Note each line in the data below that holds "iter", and copy it.

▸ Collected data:
:::
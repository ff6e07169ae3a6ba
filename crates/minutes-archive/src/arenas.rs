// Copyright (C) 2025 SyncMyOrders Sp. z o.o.
// SPDX-License-Identifier: AGPL-3.0-or-later
//! Arena definitions file.
//!
//! The file is a JSON array of arena entries:
//!
//! ```json
//! [
//!   {
//!     "arena": "Ledergruppe",
//!     "listUrl": "https://contoso.sharepoint.com/sites/SMART/Lists/Ledergruppe",
//!     "archive": {
//!       "responsiblePersonEmail": "leder@contoso.no",
//!       "caseExternalIdPrefix": "SMART-LG",
//!       "documentAccessGroup": "Alle"
//!     },
//!     "pdf": { "sector": "Samfunn" }
//!   }
//! ]
//! ```

use std::path::Path;

use minutes_archive_core::config::{ArenaConfig, RawArenaConfig, resolve_arenas};
use tracing::info;

use crate::error::ArenaFileError;

/// Parse and validate arena definitions. Every list must live on `tenant_host`.
pub fn parse_arenas(
    path: &Path,
    contents: &str,
    tenant_host: &str,
) -> Result<Vec<ArenaConfig>, ArenaFileError> {
    let raw: Vec<RawArenaConfig> =
        serde_json::from_str(contents).map_err(|source| ArenaFileError::Parse {
            path: path.to_path_buf(),
            source,
        })?;
    let arenas = resolve_arenas(raw)?;

    let expected = tenant_host.to_ascii_lowercase();
    if let Some(arena) = arenas.iter().find(|arena| arena.list.host != expected) {
        return Err(ArenaFileError::WrongTenant {
            arena: arena.name.clone(),
            host: arena.list.host.clone(),
            expected,
        });
    }
    Ok(arenas)
}

/// Read the arenas file.
pub async fn load_arenas(path: &Path, tenant_host: &str) -> Result<Vec<ArenaConfig>, ArenaFileError> {
    let contents = tokio::fs::read_to_string(path)
        .await
        .map_err(|source| ArenaFileError::Read {
            path: path.to_path_buf(),
            source,
        })?;
    let arenas = parse_arenas(path, &contents, tenant_host)?;
    info!(
        path = %path.display(),
        arenas = arenas.len(),
        enabled = arenas.iter().filter(|a| a.enabled).count(),
        "Loaded arena definitions"
    );
    Ok(arenas)
}

#[cfg(test)]
mod tests {
    use super::*;
    use minutes_archive_core::config::{ConfigError, Responsible};
    use tempfile::TempDir;

    const FILE: &str = r#"[
        {
            "arena": "Ledergruppe",
            "listUrl": "https://contoso.sharepoint.com/sites/SMART/Lists/Ledergruppe",
            "archive": {
                "responsiblePersonEmail": "leder@contoso.no",
                "caseExternalIdPrefix": "SMART-LG",
                "documentAccessGroup": "Alle"
            },
            "pdf": { "sector": "Samfunn" }
        },
        {
            "arena": "Styret",
            "enabled": false,
            "listUrl": "https://contoso.sharepoint.com/sites/SMART/Lists/Styret",
            "archive": {
                "responsibleEnterpriseRecno": 200016,
                "caseExternalIdPrefix": "SMART-ST",
                "documentAccessGroup": "Alle",
                "documentTitle": "Styremøte {date}"
            },
            "pdf": { "sector": "Samfunn" }
        }
    ]"#;

    #[tokio::test]
    async fn test_load_arenas() {
        let dir = TempDir::new().unwrap();
        let path = dir.path().join("arenas.json");
        std::fs::write(&path, FILE).unwrap();

        let arenas = load_arenas(&path, "contoso.sharepoint.com").await.unwrap();
        assert_eq!(arenas.len(), 2);
        assert_eq!(arenas[0].name, "Ledergruppe");
        assert_eq!(
            arenas[0].archive.responsible,
            Responsible::PersonEmail("leder@contoso.no".to_string())
        );
        assert!(!arenas[1].enabled);
        assert_eq!(arenas[1].list.list_name, "Styret");
    }

    #[test]
    fn test_wrong_tenant_is_rejected() {
        let err = parse_arenas(Path::new("arenas.json"), FILE, "fabrikam.sharepoint.com").unwrap_err();
        match err {
            ArenaFileError::WrongTenant { arena, host, .. } => {
                assert_eq!(arena, "Ledergruppe");
                assert_eq!(host, "contoso.sharepoint.com");
            }
            other => panic!("unexpected error: {other}"),
        }
    }

    #[test]
    fn test_unknown_field_is_rejected() {
        let contents = FILE.replace("\"sector\"", "\"sectr\"");
        let err = parse_arenas(Path::new("arenas.json"), &contents, "contoso.sharepoint.com").unwrap_err();
        assert!(matches!(err, ArenaFileError::Parse { .. }));
    }

    #[test]
    fn test_duplicate_arena_is_rejected() {
        let contents = FILE.replace("\"Styret\",", "\"Ledergruppe\",");
        let err = parse_arenas(Path::new("arenas.json"), &contents, "contoso.sharepoint.com").unwrap_err();
        assert!(matches!(
            err,
            ArenaFileError::Config(ConfigError::Duplicate { field: "arena", .. })
        ));
    }

    #[tokio::test]
    async fn test_missing_file() {
        let dir = TempDir::new().unwrap();
        let err = load_arenas(&dir.path().join("nope.json"), "contoso.sharepoint.com")
            .await
            .unwrap_err();
        assert!(matches!(err, ArenaFileError::Read { .. }));
    }
}
// Copyright (C) 2025 SyncMyOrders Sp. z o.o.
// SPDX-License-Identifier: AGPL-3.0-or-later
//! Archive flow engine for meeting minutes.
//!
//! Items are read from a source list, grouped into meetings and driven
//! through a fixed pipeline of remote operations. Progress is persisted in a
//! tiered cache after every job attempt, so a failure at any stage resumes on
//! a later run without repeating finished work.
//!
//! ```text
//! list source ─► queue builder ─► retry scheduler ─► orchestrator ─► stages
//!                     ▲                                   │
//!                     └──────────── tiered cache ◄────────┘
//! ```
//!
//! The pipeline:
//!
//! 1. `getMeetingAttachments`
//! 2. `syncMeetingArchiveCase`
//! 3. `createPdf`
//! 4. `archiveMeeting`
//! 5. `setMeetingItemsToArchived`
//! 6. `createStatistic`
//! 7. `cleanUpMeeting`

pub mod batch;
pub mod cache;
pub mod collaborators;
pub mod config;
pub mod engine;
pub mod error;
pub mod flow;
pub mod mock;
pub mod model;
pub mod orchestrator;
pub mod queue;
pub mod retention;
pub mod retry;
pub mod schema;
pub mod stages;

pub use cache::{CacheHandle, CacheRegistry};
pub use config::{ArenaConfig, EngineConfig};
pub use engine::{ArchiveEngine, ArenaReport, Collaborators, MeetingReport};
pub use error::{CacheError, Error, RemoteError, Result, StageError};
pub use flow::{ArchiveFlowStatus, JobName, JobStatus};
pub use model::{Meeting, MeetingItem};
// Copyright (C) 2025 SyncMyOrders Sp. z o.o.
// SPDX-License-Identifier: AGPL-3.0-or-later
//! `archiveMeeting`: file the rendered document and attachments in the archive case.

use std::sync::Arc;

use async_trait::async_trait;
use serde::{Deserialize, Serialize};
use tracing::info;

use super::attachments::AttachmentBlob;
use super::{AttachmentsResult, CaseResult, PdfResult, Stage, StageFailure, StageOutput, prerequisite};
use crate::cache::CacheRegistry;
use crate::collaborators::{ArchiveService, DocumentFile, DocumentRequest};
use crate::config::{ArenaConfig, TitleContext, pretty_date};
use crate::error::StageError;
use crate::flow::JobName;
use crate::model::Meeting;

/// Shortest acceptable document title.
const MIN_TITLE_LEN: usize = 5;

const LATE_ARCHIVING_SUFFIX: &str = " - Etterarkivering";

#[derive(Debug, Clone, PartialEq, Eq, Serialize, Deserialize)]
#[serde(rename_all = "camelCase")]
pub struct ArchiveResult {
    pub recno: i64,
    pub document_number: String,
    /// Title without the late-archiving suffix, used for lookups.
    pub search_title: String,
    /// The case already held a filed document with this title.
    #[serde(rename = "isEtterarkivering")]
    pub late_archiving: bool,
}

pub struct ArchiveMeeting {
    archive: Arc<dyn ArchiveService>,
    caches: CacheRegistry,
}

impl ArchiveMeeting {
    pub fn new(archive: Arc<dyn ArchiveService>, caches: CacheRegistry) -> Self {
        Self { archive, caches }
    }
}

/// Document title from the arena's title strategy.
pub(crate) fn document_title(meeting: &Meeting, arena: &ArenaConfig) -> Result<String, StageError> {
    let ctx = TitleContext {
        arena: &arena.name,
        meeting_id: &meeting.meeting_id,
        meeting_date: meeting.meeting_date,
    };
    let title = arena.archive.document_title.render(&ctx, || {
        format!("Møtereferat - {} - {}", arena.name, pretty_date(meeting.meeting_date))
    });
    if title.chars().count() < MIN_TITLE_LEN {
        return Err(StageError::InvalidData(format!(
            "generated document title \"{title}\" is shorter than {MIN_TITLE_LEN} characters"
        )));
    }
    Ok(title)
}

#[async_trait]
impl Stage for ArchiveMeeting {
    fn job(&self) -> JobName {
        JobName::ArchiveMeeting
    }

    async fn run(&self, meeting: &Meeting, arena: &ArenaConfig) -> Result<StageOutput, StageFailure> {
        let title = document_title(meeting, arena)?;
        let attachments: AttachmentsResult = prerequisite(meeting, JobName::GetMeetingAttachments)?;
        let case: CaseResult = prerequisite(meeting, JobName::SyncMeetingArchiveCase)?;
        let pdf: PdfResult = prerequisite(meeting, JobName::CreatePdf)?;

        let mut late_archiving = false;
        if !case.case_created {
            let filed = self
                .archive
                .count_filed_documents(&title, &case.case_number)
                .await?;
            if filed > 0 {
                info!(filed, case_number = %case.case_number, "Meeting already archived in case, marking as late archiving");
                late_archiving = true;
            }
        }

        let pdf_cache = self.caches.open(&pdf.pdf_cache_dir)?;
        let pdf_base64: String = pdf_cache
            .get_as(&pdf.cache_key)
            .await?
            .ok_or_else(|| StageError::MissingPrerequisite {
                job: JobName::CreatePdf,
                reason: "rendered document is missing from the cache".to_string(),
            })?;

        let attachment_cache = self.caches.open(&attachments.attachment_cache_dir)?;
        let mut files = vec![DocumentFile {
            title: title.clone(),
            extension: "pdf".to_string(),
            base64: pdf_base64,
        }];
        for record in attachments.all() {
            let blob: AttachmentBlob = attachment_cache
                .get_as(&record.cache_key)
                .await?
                .ok_or_else(|| StageError::MissingPrerequisite {
                    job: JobName::GetMeetingAttachments,
                    reason: format!("attachment {} is missing from the cache", record.name),
                })?;
            files.push(DocumentFile {
                title: record.name.clone(),
                extension: record.extension.clone(),
                base64: blob.base64,
            });
        }

        let archive_title = if late_archiving {
            format!("{title}{LATE_ARCHIVING_SUFFIX}")
        } else {
            title.clone()
        };
        let request = DocumentRequest {
            case_number: case.case_number.clone(),
            title: archive_title,
            document_date: meeting.meeting_date.to_string(),
            responsible: arena.archive.responsible.clone(),
            access_code: arena.archive.document_access_code.clone(),
            access_group: arena.archive.document_access_group.clone(),
            paragraph: arena.archive.document_paragraph.clone(),
            files,
        };
        let document = self.archive.file_document(&request).await?;
        info!(
            document_number = %document.document_number,
            attachments = request.files.len() - 1,
            "Meeting document filed"
        );

        // Blobs can be large; the durable copies stay until cleanup
        attachment_cache.clear_memory();
        pdf_cache.clear_memory();

        Ok(StageOutput::new(&ArchiveResult {
            recno: document.recno,
            document_number: document.document_number,
            search_title: title,
            late_archiving,
        })?)
    }
}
:::
▸ RESULT FOR THIS TASK:
    if let Some(arena) = arenas.iter().find(|arena| arena.list.host != expected) {
        enabled = arenas.iter().filter(|a| a.enabled).count(),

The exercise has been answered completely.